Stored data:
-.-.-
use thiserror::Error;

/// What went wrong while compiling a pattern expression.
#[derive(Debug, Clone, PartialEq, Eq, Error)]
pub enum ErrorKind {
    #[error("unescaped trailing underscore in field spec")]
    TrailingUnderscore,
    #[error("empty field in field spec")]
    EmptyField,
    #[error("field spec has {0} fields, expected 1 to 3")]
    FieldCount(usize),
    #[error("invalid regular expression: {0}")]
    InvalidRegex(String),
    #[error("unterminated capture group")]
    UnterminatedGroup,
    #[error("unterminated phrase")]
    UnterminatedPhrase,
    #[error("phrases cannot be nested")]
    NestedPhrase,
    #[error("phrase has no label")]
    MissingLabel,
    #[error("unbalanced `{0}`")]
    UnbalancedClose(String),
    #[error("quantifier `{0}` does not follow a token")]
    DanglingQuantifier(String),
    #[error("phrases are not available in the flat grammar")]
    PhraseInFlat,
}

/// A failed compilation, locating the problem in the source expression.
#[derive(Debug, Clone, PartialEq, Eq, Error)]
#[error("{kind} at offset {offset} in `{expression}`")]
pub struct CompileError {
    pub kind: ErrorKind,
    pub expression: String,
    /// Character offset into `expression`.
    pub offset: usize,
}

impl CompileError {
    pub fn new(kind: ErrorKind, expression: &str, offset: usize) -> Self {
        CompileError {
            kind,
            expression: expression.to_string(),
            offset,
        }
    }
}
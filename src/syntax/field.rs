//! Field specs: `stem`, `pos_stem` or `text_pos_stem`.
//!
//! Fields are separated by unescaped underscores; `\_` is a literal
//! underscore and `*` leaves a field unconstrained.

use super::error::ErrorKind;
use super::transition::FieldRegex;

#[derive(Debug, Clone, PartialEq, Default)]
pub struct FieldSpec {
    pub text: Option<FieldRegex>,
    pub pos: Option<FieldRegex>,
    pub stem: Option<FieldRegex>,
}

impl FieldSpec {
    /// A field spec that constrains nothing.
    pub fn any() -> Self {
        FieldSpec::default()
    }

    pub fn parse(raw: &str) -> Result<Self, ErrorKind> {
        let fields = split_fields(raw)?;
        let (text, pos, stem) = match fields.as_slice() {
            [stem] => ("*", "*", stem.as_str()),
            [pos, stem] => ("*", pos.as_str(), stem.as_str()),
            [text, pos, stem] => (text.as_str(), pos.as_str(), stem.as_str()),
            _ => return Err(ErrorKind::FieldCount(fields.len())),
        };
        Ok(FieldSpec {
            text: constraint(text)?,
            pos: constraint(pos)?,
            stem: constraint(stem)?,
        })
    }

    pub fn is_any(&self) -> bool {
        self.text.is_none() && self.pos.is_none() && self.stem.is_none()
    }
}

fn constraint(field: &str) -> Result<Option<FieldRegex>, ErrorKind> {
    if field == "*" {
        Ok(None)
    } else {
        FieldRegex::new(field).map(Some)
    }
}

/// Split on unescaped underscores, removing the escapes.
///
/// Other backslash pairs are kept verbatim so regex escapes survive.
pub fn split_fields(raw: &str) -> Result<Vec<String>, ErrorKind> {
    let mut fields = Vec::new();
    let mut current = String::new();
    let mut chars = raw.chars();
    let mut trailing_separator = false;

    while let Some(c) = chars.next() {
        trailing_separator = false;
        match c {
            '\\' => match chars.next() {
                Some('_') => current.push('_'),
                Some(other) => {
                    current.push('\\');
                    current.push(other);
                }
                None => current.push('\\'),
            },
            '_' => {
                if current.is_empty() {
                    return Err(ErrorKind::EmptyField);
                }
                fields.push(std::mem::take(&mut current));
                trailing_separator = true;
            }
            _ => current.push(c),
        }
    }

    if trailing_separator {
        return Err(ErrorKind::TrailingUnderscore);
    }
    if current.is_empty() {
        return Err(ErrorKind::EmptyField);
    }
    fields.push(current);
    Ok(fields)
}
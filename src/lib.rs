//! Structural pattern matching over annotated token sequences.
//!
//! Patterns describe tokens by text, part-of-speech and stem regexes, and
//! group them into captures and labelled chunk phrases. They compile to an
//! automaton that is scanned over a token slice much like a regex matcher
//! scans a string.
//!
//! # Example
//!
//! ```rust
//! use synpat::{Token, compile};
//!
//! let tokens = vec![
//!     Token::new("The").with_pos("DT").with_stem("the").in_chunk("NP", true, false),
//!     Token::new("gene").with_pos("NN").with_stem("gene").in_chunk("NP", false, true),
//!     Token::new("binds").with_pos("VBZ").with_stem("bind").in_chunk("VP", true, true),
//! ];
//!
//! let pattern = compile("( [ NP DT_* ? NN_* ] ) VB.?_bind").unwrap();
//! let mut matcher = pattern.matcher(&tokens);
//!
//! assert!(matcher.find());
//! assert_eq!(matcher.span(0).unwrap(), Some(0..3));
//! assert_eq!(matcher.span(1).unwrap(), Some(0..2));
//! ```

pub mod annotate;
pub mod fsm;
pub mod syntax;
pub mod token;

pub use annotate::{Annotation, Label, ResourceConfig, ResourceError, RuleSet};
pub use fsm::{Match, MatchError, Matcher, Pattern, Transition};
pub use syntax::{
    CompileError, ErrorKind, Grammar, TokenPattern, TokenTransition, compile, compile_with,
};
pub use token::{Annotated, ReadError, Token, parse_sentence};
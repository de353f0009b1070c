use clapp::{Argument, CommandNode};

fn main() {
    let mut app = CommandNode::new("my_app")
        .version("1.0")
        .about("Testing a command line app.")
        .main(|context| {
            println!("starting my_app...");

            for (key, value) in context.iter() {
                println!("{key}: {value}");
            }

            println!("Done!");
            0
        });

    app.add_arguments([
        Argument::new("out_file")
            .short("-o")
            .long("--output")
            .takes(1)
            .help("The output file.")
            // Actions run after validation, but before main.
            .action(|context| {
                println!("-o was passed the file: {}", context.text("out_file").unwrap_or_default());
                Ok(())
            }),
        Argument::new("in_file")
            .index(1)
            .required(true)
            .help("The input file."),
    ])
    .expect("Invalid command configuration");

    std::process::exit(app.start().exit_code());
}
-.-.-
▶ DESCRIPTION OF THE TASK
Above are the records. Identify each line that contains the word "constraint".

▶ ANSWER SECTION
            text: constraint(text)?,
            pos: constraint(pos)?,
            stem: constraint(stem)?,
fn constraint(field: &str) -> Result<Option<FieldRegex>, ErrorKind> {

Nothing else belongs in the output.